Users can not only customize the source of the Flume, but also customize the flume sink, the user-defined sink in flume only need to inherit a base class: Abstractsink, and then implement the method in it, For example, my current requirement is that as long as the user uses my custom sink, then it needs to provide a file name, if there is a specific path, you need to fill in the full name of the path, the function is to save the data to the file name, because the user is configuration-based, So instead of having to ignore source sources, let's write the code:
1, to join the project required jar package: Flume-ng-configuration-1.7.0.jar, Flume-ng-core-1.7.0.jar, Flume-ng-sdk-1.7.0.jar
2. Write our custom classes to achieve our needs:
Package com.harderxin.flume.test;
Import Java.io.File;
Import java.io.FileNotFoundException;
Import Java.io.FileOutputStream;
Import java.io.IOException;
Import Org.apache.flume.Channel;
Import Org.apache.flume.Context;
Import org.apache.flume.Event;
Import org.apache.flume.EventDeliveryException;
Import org.apache.flume.Transaction;
Import org.apache.flume.conf.Configurable;
Import Org.apache.flume.sink.AbstractSink;
Import Org.slf4j.Logger;
Import Org.slf4j.LoggerFactory; public class Mysinks extends Abstractsink implements configurable {private static final Logger Logger = loggerfactory
. GetLogger (Mysinks.class);
private static final String Prop_key_rootpath = "FileName";
Private String FileName;
@Override public void Configure (context context) {FileName = context.getstring (Prop_key_rootpath);
} @Override Public Status process () throws eventdeliveryexception {Channel ch = getchannel (); Get the transaction TraNsaction Txn = Ch.gettransaction ();
Event Event =null;
Begin the transaction txn.begin ();
while (true) {event = Ch.take ();
if (event!=null) {break;
}} try {logger.debug ("Get event.");
String BODY = new String (Event.getbody ());
System.out.println ("Event.getbody ()-----" + body);
String res = body + ":" + system.currenttimemillis () + "\ r \ n";
File File = new file (fileName);
FileOutputStream fos = null;
try {fos = new FileOutputStream (file, true);
} catch (FileNotFoundException e) {e.printstacktrace ();
} try {Fos.write (res.getbytes ());
} catch (IOException e) {e.printstacktrace ();
} try {fos.close (); } catch (IOException E) {e.printstacktrace ();
} txn.commit ();
return status.ready;
} catch (Throwable th) {txn.rollback ();
if (th instanceof error) {throw (error) th;
} else {throw new eventdeliveryexception (TH);
}} finally {Txn.close ();
}
}
}
3, the project into a jar package, placed in the Flume decompression Lib file, the dependency package does not need to put in, because Flume in the Lib directory already exists
4. Write our configuration file:
# Specify the component name of the agent
a1.sources = R1
a1.sinks = K1
a1.channels = C1
# Specify the flume source (the path to listen on)

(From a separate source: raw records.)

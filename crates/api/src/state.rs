//! Application state for the API server.

use std::sync::Arc;
use std::time::Instant;

use ragdemo_common::Result;
use ragdemo_llm::{LlmClient, build_llm_client};
use ragdemo_rag::{Assistant, EmbeddingStoreContentRetriever, RagAssistant};
use ragdemo_store::{Embedder, VectorStore, build_embedder, open_store};
use tracing::info;

use crate::config::AppConfig;

/// Shared application state, built once at startup.
pub struct AppState {
    pub chat: Arc<dyn LlmClient>,
    pub embedder: Arc<dyn Embedder>,
    pub store: Arc<dyn VectorStore>,
    pub assistant: Arc<dyn Assistant>,
    pub config: AppConfig,

    /// Server start time (for health checks)
    pub start_time: Instant,
}

impl AppState {
    /// Builds the chat client, embedder, and store described by `config`.
    pub fn new(config: AppConfig) -> Result<Self> {
        let chat = build_llm_client(&config.chat)?;
        let embedder = build_embedder(&config.embedding)?;
        let store = open_store(&config.store, embedder.dimension())?;

        info!(
            chat_model = %chat.model_name(),
            embedding_model = %embedder.model_name(),
            dimension = embedder.dimension(),
            "Initialized models and store"
        );

        Self::from_parts(config, chat, embedder, store)
    }

    /// Assembles state from already-built components.
    pub fn from_parts(
        config: AppConfig,
        chat: Arc<dyn LlmClient>,
        embedder: Arc<dyn Embedder>,
        store: Arc<dyn VectorStore>,
    ) -> Result<Self> {
        let retriever =
            EmbeddingStoreContentRetriever::new(embedder.clone(), store.clone(), &config.retrieval)?;
        let assistant: Arc<dyn Assistant> = Arc::new(RagAssistant::new(chat.clone(), retriever));

        Ok(Self {
            chat,
            embedder,
            store,
            assistant,
            config,
            start_time: Instant::now(),
        })
    }

    /// Get the uptime in seconds.
    pub fn uptime_seconds(&self) -> u64 {
        self.start_time.elapsed().as_secs()
    }
}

A1.sources.r1.type = netcat
a1.sources.r1.bind = localhost
a1.sources.r1.port = 5678
# specify flume sink
A1.sinks.k1.type = com.harderxin.flume.test.MySinks
a1.sinks.k1.fileName = d://flume-test//sink//mysinks.txt
# Specify flume channel
a1.channels.c1.type = memory
a1.channels.c1.capacity =
a1.channels.c1.transactionCapacity =
# bind source and sink to channel
a1.sources.r1.channels = C1
A1.sinks.k1.channel = C1
Description: The source in the configuration file is the user listens to the local 5678 port on the console telnet command, and then according to the information entered, this information is saved to our configured file according to our custom sink, The A1.sinks.k1.fileName attribute defined in the file is the property of our custom sink, which allows the user to configure the corresponding directory to be created in advance.
5, according to the command, start the flume, start the command in the previous article mentioned, and then test, open the cmd command, use Telnet to listen to 5678 port, and then enter the information inside the return, in the custom Mysinks.txt file will have our information output:
Customizing the Sinks Class:
1, user-defined sink implementation of the configurable interface, is actually implemented inside the Configure (context) method, mainly to obtain user configuration of some information, if we have a lot of properties need users to set their own, Then we can take the user-defined parameters out of this method, and a lot of get methods are available in the context class, such as GetString, Getlong, Getboolean, etc.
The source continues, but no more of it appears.